======== Source material ========

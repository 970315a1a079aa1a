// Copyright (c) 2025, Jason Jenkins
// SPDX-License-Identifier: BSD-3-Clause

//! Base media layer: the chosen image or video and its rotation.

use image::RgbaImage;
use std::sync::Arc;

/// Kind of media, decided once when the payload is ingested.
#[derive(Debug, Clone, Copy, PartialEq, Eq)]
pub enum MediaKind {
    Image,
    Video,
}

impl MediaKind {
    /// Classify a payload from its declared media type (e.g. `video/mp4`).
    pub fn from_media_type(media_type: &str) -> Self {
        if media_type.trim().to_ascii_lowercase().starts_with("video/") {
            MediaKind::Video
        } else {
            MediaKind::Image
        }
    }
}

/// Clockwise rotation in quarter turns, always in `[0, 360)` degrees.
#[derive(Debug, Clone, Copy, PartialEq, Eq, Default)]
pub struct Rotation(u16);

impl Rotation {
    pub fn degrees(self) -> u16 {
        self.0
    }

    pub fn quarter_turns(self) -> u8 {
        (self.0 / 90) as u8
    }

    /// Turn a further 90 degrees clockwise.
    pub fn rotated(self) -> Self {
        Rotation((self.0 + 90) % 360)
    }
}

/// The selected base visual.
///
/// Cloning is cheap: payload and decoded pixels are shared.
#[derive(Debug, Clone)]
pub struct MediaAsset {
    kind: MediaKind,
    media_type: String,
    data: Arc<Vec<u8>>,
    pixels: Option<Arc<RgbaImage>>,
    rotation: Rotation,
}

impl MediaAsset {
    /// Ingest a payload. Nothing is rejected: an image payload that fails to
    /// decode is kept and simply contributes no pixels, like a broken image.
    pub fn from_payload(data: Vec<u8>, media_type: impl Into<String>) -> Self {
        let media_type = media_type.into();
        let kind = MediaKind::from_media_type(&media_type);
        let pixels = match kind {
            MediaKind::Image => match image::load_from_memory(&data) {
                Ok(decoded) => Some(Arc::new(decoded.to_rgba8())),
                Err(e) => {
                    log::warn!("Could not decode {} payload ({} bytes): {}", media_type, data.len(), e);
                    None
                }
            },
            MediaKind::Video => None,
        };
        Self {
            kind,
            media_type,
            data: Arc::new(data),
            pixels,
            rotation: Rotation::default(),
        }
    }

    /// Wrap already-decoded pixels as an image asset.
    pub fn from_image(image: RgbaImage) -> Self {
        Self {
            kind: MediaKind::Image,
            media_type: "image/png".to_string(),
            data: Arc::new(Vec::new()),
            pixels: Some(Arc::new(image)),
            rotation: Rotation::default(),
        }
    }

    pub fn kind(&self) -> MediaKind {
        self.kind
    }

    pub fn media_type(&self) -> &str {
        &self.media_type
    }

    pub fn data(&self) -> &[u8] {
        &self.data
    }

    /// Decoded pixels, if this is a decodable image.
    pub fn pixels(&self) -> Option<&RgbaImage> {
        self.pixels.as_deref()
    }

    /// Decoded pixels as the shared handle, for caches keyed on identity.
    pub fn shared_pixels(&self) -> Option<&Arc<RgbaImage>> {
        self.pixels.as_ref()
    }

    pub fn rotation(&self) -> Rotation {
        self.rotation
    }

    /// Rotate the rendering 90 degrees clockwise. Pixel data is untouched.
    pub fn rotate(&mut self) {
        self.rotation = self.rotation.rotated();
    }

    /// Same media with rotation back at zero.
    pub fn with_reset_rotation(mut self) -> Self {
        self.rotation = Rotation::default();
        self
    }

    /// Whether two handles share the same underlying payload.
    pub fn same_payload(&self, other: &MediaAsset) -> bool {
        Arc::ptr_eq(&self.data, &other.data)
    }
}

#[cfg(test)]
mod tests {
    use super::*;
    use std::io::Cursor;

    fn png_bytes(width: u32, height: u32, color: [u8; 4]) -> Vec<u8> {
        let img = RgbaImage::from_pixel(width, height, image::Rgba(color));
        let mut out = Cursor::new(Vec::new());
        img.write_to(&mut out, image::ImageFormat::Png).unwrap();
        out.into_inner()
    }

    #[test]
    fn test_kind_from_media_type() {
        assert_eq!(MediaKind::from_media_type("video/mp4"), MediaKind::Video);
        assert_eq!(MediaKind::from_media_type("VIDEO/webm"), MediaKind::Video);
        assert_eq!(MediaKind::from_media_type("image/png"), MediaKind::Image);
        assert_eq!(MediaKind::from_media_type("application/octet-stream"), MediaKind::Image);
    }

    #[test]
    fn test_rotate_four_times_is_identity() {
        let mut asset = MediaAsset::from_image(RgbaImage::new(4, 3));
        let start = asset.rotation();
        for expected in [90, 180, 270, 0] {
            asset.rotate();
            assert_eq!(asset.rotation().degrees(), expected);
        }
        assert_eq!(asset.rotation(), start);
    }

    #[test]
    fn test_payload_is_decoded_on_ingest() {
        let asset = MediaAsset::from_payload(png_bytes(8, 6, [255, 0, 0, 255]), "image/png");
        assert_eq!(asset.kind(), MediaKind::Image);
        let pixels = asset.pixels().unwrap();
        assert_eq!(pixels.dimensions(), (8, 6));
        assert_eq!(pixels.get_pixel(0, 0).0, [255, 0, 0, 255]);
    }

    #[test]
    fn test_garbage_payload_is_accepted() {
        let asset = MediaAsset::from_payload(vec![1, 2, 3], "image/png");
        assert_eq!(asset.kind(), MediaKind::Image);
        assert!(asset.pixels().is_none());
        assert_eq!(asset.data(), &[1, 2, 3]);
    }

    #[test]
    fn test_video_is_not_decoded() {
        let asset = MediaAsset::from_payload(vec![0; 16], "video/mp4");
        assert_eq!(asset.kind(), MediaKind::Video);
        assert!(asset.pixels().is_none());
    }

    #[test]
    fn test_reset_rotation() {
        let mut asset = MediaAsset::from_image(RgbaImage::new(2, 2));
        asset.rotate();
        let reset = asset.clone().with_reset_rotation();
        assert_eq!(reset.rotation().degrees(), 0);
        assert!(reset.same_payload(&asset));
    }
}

========
======== Source material ========

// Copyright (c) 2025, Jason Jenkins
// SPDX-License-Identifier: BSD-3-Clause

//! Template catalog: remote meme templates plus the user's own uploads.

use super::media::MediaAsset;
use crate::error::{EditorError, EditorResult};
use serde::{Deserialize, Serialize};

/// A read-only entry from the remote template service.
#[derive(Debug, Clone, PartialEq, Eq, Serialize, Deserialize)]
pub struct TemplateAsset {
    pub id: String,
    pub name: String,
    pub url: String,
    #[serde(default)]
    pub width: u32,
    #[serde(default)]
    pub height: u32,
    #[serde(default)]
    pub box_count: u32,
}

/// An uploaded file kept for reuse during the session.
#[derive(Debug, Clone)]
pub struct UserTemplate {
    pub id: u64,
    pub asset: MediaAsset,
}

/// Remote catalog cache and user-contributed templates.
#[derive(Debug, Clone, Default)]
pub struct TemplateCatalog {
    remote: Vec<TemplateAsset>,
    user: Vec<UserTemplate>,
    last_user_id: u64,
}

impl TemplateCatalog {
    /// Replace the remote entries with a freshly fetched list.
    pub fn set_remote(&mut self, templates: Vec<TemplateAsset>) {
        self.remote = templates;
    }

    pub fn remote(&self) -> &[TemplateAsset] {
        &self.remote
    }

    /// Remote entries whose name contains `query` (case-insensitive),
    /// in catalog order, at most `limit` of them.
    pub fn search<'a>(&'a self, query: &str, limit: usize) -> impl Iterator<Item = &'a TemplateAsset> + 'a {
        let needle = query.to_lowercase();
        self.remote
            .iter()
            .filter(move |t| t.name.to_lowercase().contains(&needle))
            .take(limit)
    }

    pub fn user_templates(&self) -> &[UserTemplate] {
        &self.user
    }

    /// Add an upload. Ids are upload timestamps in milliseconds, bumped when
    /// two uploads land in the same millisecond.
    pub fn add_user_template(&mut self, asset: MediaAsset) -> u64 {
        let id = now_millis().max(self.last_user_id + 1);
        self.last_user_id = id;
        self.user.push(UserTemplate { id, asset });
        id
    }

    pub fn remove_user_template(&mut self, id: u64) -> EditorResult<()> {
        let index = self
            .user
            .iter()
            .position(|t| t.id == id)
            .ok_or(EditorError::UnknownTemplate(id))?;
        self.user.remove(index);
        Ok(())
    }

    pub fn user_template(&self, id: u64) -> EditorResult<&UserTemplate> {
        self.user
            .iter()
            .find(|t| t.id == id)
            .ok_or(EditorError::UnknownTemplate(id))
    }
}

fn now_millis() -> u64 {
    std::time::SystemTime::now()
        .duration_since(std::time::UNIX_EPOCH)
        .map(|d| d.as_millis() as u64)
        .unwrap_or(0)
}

========
======== Source material ========

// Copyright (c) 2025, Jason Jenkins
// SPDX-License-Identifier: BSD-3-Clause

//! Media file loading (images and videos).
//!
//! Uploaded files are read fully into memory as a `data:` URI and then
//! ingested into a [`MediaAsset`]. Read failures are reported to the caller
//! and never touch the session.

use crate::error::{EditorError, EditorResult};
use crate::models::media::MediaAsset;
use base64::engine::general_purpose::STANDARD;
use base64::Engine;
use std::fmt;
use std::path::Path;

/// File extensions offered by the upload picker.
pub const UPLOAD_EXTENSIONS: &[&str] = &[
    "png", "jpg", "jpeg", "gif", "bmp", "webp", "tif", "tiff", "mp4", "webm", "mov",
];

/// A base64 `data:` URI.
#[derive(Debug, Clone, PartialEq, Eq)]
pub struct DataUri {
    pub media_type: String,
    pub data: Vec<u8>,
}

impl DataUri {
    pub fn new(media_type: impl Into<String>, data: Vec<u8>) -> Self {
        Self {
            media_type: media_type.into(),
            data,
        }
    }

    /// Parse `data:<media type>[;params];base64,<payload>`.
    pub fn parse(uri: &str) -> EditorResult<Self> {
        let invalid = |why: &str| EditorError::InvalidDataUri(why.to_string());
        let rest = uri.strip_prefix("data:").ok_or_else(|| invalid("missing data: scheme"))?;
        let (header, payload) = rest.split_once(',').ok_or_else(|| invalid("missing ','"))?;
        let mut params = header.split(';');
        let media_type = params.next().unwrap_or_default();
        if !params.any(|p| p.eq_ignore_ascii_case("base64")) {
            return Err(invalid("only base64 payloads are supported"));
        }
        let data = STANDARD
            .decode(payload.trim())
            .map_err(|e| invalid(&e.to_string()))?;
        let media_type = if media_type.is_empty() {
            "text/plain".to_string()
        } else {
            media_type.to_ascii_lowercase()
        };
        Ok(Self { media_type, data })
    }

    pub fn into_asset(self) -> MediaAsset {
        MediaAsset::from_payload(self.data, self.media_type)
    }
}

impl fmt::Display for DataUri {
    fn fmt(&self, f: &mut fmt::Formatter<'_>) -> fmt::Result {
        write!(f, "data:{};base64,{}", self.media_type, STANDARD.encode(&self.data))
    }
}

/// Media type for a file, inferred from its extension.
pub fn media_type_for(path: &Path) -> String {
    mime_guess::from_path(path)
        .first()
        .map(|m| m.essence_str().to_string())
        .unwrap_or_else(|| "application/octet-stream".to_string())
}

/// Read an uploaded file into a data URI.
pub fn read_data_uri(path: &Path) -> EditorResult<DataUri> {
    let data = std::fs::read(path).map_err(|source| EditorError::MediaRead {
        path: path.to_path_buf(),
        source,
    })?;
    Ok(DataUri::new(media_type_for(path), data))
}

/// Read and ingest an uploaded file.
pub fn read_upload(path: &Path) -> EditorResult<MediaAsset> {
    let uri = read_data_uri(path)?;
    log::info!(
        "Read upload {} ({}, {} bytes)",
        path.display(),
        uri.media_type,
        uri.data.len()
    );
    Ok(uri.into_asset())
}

========

_Task goal_
Wherever "Some" turns up in the records, copy the whole line.

_Response to the task_
                Ok(decoded) => Some(Arc::new(decoded.to_rgba8())),
            pixels: Some(Arc::new(image)),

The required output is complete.